__EXERCISE GOAL__
Begin at the line containing "async fn remove(&self, object_name: &str)" and reproduce every line through the end of the entries below. Nothing else should appear.

[Dataset records]
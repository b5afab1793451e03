//! In-memory stand-ins for the database and bucket, shared by the unit tests.

use async_trait::async_trait;
use bytes::Bytes;
use chrono::{DateTime, Duration, Utc};
use std::collections::HashMap;
use std::sync::{Arc, Mutex};
use study_notes_core::domain::{AuthSession, FavoriteMark, FavoriteRow, Identity, NewNote, Note, Role};
use study_notes_core::ports::{FavoriteTable, NoteTable, ObjectStore, PortError, PortResult};
use uuid::Uuid;

use crate::accounts::{hash_password, AccountService, AccountSettings, AccountStore, NewAccount, UserCredentials};

pub const ADMIN_EMAIL: &str = "admin@school.edu";

pub fn account_service(store: Arc<MemoryAccounts>) -> AccountService {
    AccountService::new(
        store,
        AccountSettings {
            admin_emails: vec![ADMIN_EMAIL.to_string()],
            session_ttl: Duration::days(30),
            app_base_url: "http://localhost:3000".to_string(),
        },
    )
}

//=========================================================================================
// Accounts
//=========================================================================================

struct Account {
    credentials: UserCredentials,
    verification_token: Option<String>,
}

#[derive(Default)]
struct AccountsInner {
    accounts: HashMap<String, Account>,
    sessions: HashMap<String, AuthSession>,
}

#[derive(Default)]
pub struct MemoryAccounts {
    inner: Mutex<AccountsInner>,
}

impl MemoryAccounts {
    pub fn new() -> Arc<Self> {
        Arc::new(Self::default())
    }

    pub fn add_verified(&self, email: &str, password: &str, role: Role) -> Identity {
        let identity = Identity {
            user_id: Uuid::new_v4(),
            email: email.to_string(),
            role,
        };
        self.inner.lock().unwrap().accounts.insert(
            email.to_string(),
            Account {
                credentials: UserCredentials {
                    identity: identity.clone(),
                    hashed_password: hash_password(password).unwrap(),
                    email_verified: true,
                },
                verification_token: None,
            },
        );
        identity
    }

    pub fn verification_token(&self, email: &str) -> Option<String> {
        self.inner
            .lock()
            .unwrap()
            .accounts
            .get(email)
            .and_then(|a| a.verification_token.clone())
    }

    pub fn has_session(&self, session_id: &str) -> bool {
        self.inner.lock().unwrap().sessions.contains_key(session_id)
    }

    /// Moves a session's expiry into the past.
    pub fn expire(&self, session_id: &str) {
        if let Some(session) = self.inner.lock().unwrap().sessions.get_mut(session_id) {
            session.expires_at = Utc::now() - Duration::seconds(1);
        }
    }
}

#[async_trait]
impl AccountStore for MemoryAccounts {
    async fn create_account(&self, account: NewAccount) -> PortResult<Identity> {
        let mut inner = self.inner.lock().unwrap();
        if inner.accounts.contains_key(&account.email) {
            return Err(PortError::Rejected("User already registered".to_string()));
        }
        let identity = Identity {
            user_id: Uuid::new_v4(),
            email: account.email.clone(),
            role: account.role,
        };
        inner.accounts.insert(
            account.email,
            Account {
                credentials: UserCredentials {
                    identity: identity.clone(),
                    hashed_password: account.hashed_password,
                    email_verified: false,
                },
                verification_token: Some(account.verification_token),
            },
        );
        Ok(identity)
    }

    async fn get_credentials(&self, email: &str) -> PortResult<UserCredentials> {
        self.inner
            .lock()
            .unwrap()
            .accounts
            .get(email)
            .map(|a| a.credentials.clone())
            .ok_or_else(|| PortError::NotFound(format!("User {email} not found")))
    }

    async fn verify_email(&self, token: &str) -> PortResult<Identity> {
        let mut inner = self.inner.lock().unwrap();
        let account = inner
            .accounts
            .values_mut()
            .find(|a| a.verification_token.as_deref() == Some(token))
            .ok_or_else(|| PortError::NotFound("Verification link is invalid or already used".to_string()))?;
        account.verification_token = None;
        account.credentials.email_verified = true;
        Ok(account.credentials.identity.clone())
    }

    async fn create_auth_session(&self, session_id: &str, user_id: Uuid, expires_at: DateTime<Utc>) -> PortResult<()> {
        let mut inner = self.inner.lock().unwrap();
        let identity = inner
            .accounts
            .values()
            .map(|a| &a.credentials.identity)
            .find(|i| i.user_id == user_id)
            .cloned()
            .ok_or_else(|| PortError::NotFound(format!("User {user_id} not found")))?;
        inner.sessions.insert(
            session_id.to_string(),
            AuthSession {
                id: session_id.to_string(),
                identity,
                expires_at,
            },
        );
        Ok(())
    }

    async fn validate_auth_session(&self, session_id: &str) -> PortResult<AuthSession> {
        self.inner
            .lock()
            .unwrap()
            .sessions
            .get(session_id)
            .filter(|s| s.expires_at > Utc::now())
            .cloned()
            .ok_or_else(|| PortError::NotFound("Session not found or expired".to_string()))
    }

    async fn delete_auth_session(&self, session_id: &str) -> PortResult<()> {
        self.inner.lock().unwrap().sessions.remove(session_id);
        Ok(())
    }

    async fn delete_expired_sessions(&self) -> PortResult<Vec<String>> {
        let mut inner = self.inner.lock().unwrap();
        let now = Utc::now();
        let expired: Vec<String> = inner
            .sessions
            .values()
            .filter(|s| s.expires_at <= now)
            .map(|s| s.id.clone())
            .collect();
        for id in &expired {
            inner.sessions.remove(id);
        }
        Ok(expired)
    }
}

//=========================================================================================
// Notes, favorites and the bucket
//=========================================================================================

#[derive(Default)]
struct CatalogInner {
    notes: Vec<Note>,
    marks: Vec<FavoriteMark>,
    objects: HashMap<String, Bytes>,
    fail_reads: bool,
}

#[derive(Default)]
pub struct MemoryCatalog {
    inner: Mutex<CatalogInner>,
}

impl MemoryCatalog {
    pub fn new() -> Arc<Self> {
        Arc::new(Self::default())
    }

    pub fn seed_note(&self, title: &str, subject: &str, minutes_ago: i64) -> Note {
        let id = Uuid::new_v4();
        let note = Note {
            id,
            title: title.to_string(),
            subject: subject.to_string(),
            file_url: format!("https://files.test/study-materials/{id}.pdf"),
            created_at: Utc::now() - Duration::minutes(minutes_ago),
        };
        self.inner.lock().unwrap().notes.push(note.clone());
        note
    }

    pub fn fail_note_reads(&self, fail: bool) {
        self.inner.lock().unwrap().fail_reads = fail;
    }

    pub fn marks(&self) -> Vec<FavoriteMark> {
        self.inner.lock().unwrap().marks.clone()
    }

    pub fn object_names(&self) -> Vec<String> {
        self.inner.lock().unwrap().objects.keys().cloned().collect()
    }

    pub fn note_count(&self) -> usize {
        self.inner.lock().unwrap().notes.len()
    }
}

#[async_trait]
impl NoteTable for MemoryCatalog {
    async fn list_newest_first(&self) -> PortResult<Vec<Note>> {
        let inner = self.inner.lock().unwrap();
        if inner.fail_reads {
            return Err(PortError::Unexpected("connection reset".to_string()));
        }
        let mut notes = inner.notes.clone();
        notes.sort_by(|a, b| b.created_at.cmp(&a.created_at));
        Ok(notes)
    }

    async fn get(&self, id: Uuid) -> PortResult<Note> {
        self.inner
            .lock()
            .unwrap()
            .notes
            .iter()
            .find(|n| n.id == id)
            .cloned()
            .ok_or_else(|| PortError::NotFound(format!("Note {id} not found")))
    }

    async fn insert(&self, note: NewNote) -> PortResult<Note> {
        let note = Note {
            id: Uuid::new_v4(),
            title: note.title,
            subject: note.subject,
            file_url: note.file_url,
            created_at: Utc::now(),
        };
        self.inner.lock().unwrap().notes.push(note.clone());
        Ok(note)
    }

    async fn delete(&self, id: Uuid) -> PortResult<()> {
        let mut inner = self.inner.lock().unwrap();
        let before = inner.notes.len();
        inner.notes.retain(|n| n.id != id);
        if inner.notes.len() == before {
            return Err(PortError::NotFound(format!("Note {id} not found")));
        }
        inner.marks.retain(|m| m.note_id != id);
        Ok(())
    }
}

#[async_trait]
impl FavoriteTable for MemoryCatalog {
    async fn list_for_user(&self, user_id: Uuid) -> PortResult<Vec<FavoriteRow>> {
        let inner = self.inner.lock().unwrap();
        Ok(inner
            .marks
            .iter()
            .filter(|m| m.user_id == user_id)
            .map(|m| FavoriteRow {
                mark: *m,
                note: inner.notes.iter().find(|n| n.id == m.note_id).cloned(),
            })
            .collect())
    }

    async fn insert(&self, mark: FavoriteMark) -> PortResult<()> {
        let mut inner = self.inner.lock().unwrap();
        if !inner.marks.contains(&mark) {
            inner.marks.push(mark);
        }
        Ok(())
    }

    async fn delete(&self, mark: FavoriteMark) -> PortResult<()> {
        self.inner.lock().unwrap().marks.retain(|m| *m != mark);
        Ok(())
    }
}

#[async_trait]
impl ObjectStore for MemoryCatalog {
    async fn store(&self, object_name: &str, bytes: Bytes, _content_type: Option<&str>) -> PortResult<()> {
        self.inner
            .lock()
            .unwrap()
            .objects
            .insert(object_name.to_string(), bytes);
        Ok(())
    }

    fn public_url(&self, object_name: &str) -> String {
        format!("https://files.test/study-materials/{object_name}")
    }

    async fn remove(&self, object_name: &str) -> PortResult<()> {
        self.inner.lock().unwrap().objects.remove(object_name);
        Ok(())
    }
}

__RESPONSE AREA__
    async fn remove(&self, object_name: &str) -> PortResult<()> {
        self.inner.lock().unwrap().objects.remove(object_name);
        Ok(())
    }
}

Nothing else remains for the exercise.